About this exercise – Among the lines below, copy exactly those from the one with "f64) -> AppResult<Vec<Rating>>;" through the one with "pub fn new(pool: PgPool)", counting both ends.

Records for this exercise –
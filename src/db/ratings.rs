use async_trait::async_trait;
#[cfg(test)]
use mockall::automock;
use sqlx::PgPool;

use crate::error::AppResult;
use crate::models::{Rating, UserRating};

/// Read access to the rating store. The recommender never writes ratings;
/// the one-rating-per-user-per-attraction invariant is enforced upstream.
#[cfg_attr(test, automock)]
#[async_trait]
pub trait RatingRepo: Send + Sync {
    /// All ratings submitted by one user
    async fn find_by_user(&self, user_id: i64) -> AppResult<Vec<UserRating>>;

    /// Every rating in the system except the given user's own
    async fn find_all_except(&self, user_id: i64) -> AppResult<Vec<Rating>>;

    /// Ratings at or above `min_score` made by any of the given users
    async fn find_for_users(&self, user_ids: &[i64], min_score: f64) -> AppResult<Vec<Rating>>;
}

/// Postgres-backed rating reader
#[derive(Clone)]
pub struct PgRatingRepo {
    pool: PgPool,
}

impl PgRatingRepo {
    pub fn new(pool: PgPool) -> Self {
        Self { pool }
    }
}

#[async_trait]
impl RatingRepo for PgRatingRepo {
    async fn find_by_user(&self, user_id: i64) -> AppResult<Vec<UserRating>> {
        let ratings = sqlx::query_as::<_, UserRating>(
            "SELECT attraction_id, score FROM ratings WHERE user_id = $1",
        )
        .bind(user_id)
        .fetch_all(&self.pool)
        .await?;

        Ok(ratings)
    }

    async fn find_all_except(&self, user_id: i64) -> AppResult<Vec<Rating>> {
        let ratings = sqlx::query_as::<_, Rating>(
            "SELECT user_id, attraction_id, score, comment, created_at \
             FROM ratings WHERE user_id <> $1",
        )
        .bind(user_id)
        .fetch_all(&self.pool)
        .await?;

        Ok(ratings)
    }

    async fn find_for_users(&self, user_ids: &[i64], min_score: f64) -> AppResult<Vec<Rating>> {
        let ratings = sqlx::query_as::<_, Rating>(
            "SELECT user_id, attraction_id, score, comment, created_at \
             FROM ratings WHERE user_id = ANY($1) AND score >= $2",
        )
        .bind(user_ids.to_vec())
        .bind(min_score)
        .fetch_all(&self.pool)
        .await?;

        Ok(ratings)
    }
}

Answer space –
    async fn find_for_users(&self, user_ids: &[i64], min_score: f64) -> AppResult<Vec<Rating>>;
}

/// Postgres-backed rating reader
#[derive(Clone)]
pub struct PgRatingRepo {
    pool: PgPool,
}

impl PgRatingRepo {
    pub fn new(pool: PgPool) -> Self {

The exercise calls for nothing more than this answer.